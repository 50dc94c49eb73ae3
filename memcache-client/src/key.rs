//! Key validation.
//!
//! memcached keys travel inside a whitespace-delimited text command, so a
//! key may not contain spaces or control bytes and is limited to 250 bytes.
//! The same rules apply in binary mode so that a key valid for one protocol
//! is valid for the other.

use protocol_memcache::MAX_KEY_LEN;

use crate::error::{Error, Result};

/// Check that `key` can be sent to memcached.
pub fn validate(key: &[u8]) -> Result<()> {
    if key.is_empty() {
        return Err(Error::InvalidKey("key is empty".into()));
    }
    if key.len() > MAX_KEY_LEN {
        return Err(Error::InvalidKey(format!(
            "key is {} bytes, limit is {MAX_KEY_LEN}",
            key.len()
        )));
    }
    if let Some(pos) = key.iter().position(|&b| b <= b' ' || b == 0x7f) {
        return Err(Error::InvalidKey(format!(
            "key {:?} contains byte {:#04x} at offset {pos}",
            String::from_utf8_lossy(key),
            key[pos]
        )));
    }
    Ok(())
}

/// Validate every key of a batch before any of them is sent.
pub fn validate_all<K: AsRef<[u8]>>(keys: &[K]) -> Result<()> {
    keys.iter().try_for_each(|key| validate(key.as_ref()))
}

#[cfg(test)]
mod tests {
    use super::*;

    #[test]
    fn accepts_ordinary_keys() {
        assert!(validate(b"user:42:profile").is_ok());
        assert!(validate("ключ-юникод".as_bytes()).is_ok());
        assert!(validate(&[b'a'; MAX_KEY_LEN]).is_ok());
    }

    #[test]
    fn rejects_bad_keys() {
        let long = [b'a'; MAX_KEY_LEN + 1];
        let cases: [&[u8]; 7] = [
            b"",
            &long,
            b"has space",
            b"new\nline",
            b"tab\there",
            b"nul\0byte",
            b"del\x7f",
        ];
        for key in cases {
            assert!(
                matches!(validate(key), Err(Error::InvalidKey(_))),
                "{key:?} should be rejected"
            );
        }
    }

    #[test]
    fn validate_all_stops_at_first_bad_key() {
        assert!(validate_all(&["a", "b", "c"]).is_ok());
        let err = validate_all(&["a", "b c", ""]).unwrap_err();
        assert!(err.to_string().contains("b c"), "{err}");
    }
}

* * * * * * * * *

◆ PROBLEM
In the listing above, find the line containing "if key.len() >" and the line containing "pub fn validate_all<K: AsRef<[u8]>>(keys: &[K])", then repeat those two lines and everything between them exactly.

◆ ANSWER TO THE PROBLEM
    if key.len() > MAX_KEY_LEN {
        return Err(Error::InvalidKey(format!(
            "key is {} bytes, limit is {MAX_KEY_LEN}",
            key.len()
        )));
    }
    if let Some(pos) = key.iter().position(|&b| b <= b' ' || b == 0x7f) {
        return Err(Error::InvalidKey(format!(
            "key {:?} contains byte {:#04x} at offset {pos}",
            String::from_utf8_lossy(key),
            key[pos]
        )));
    }
    Ok(())
}

/// Validate every key of a batch before any of them is sent.
pub fn validate_all<K: AsRef<[u8]>>(keys: &[K]) -> Result<()> {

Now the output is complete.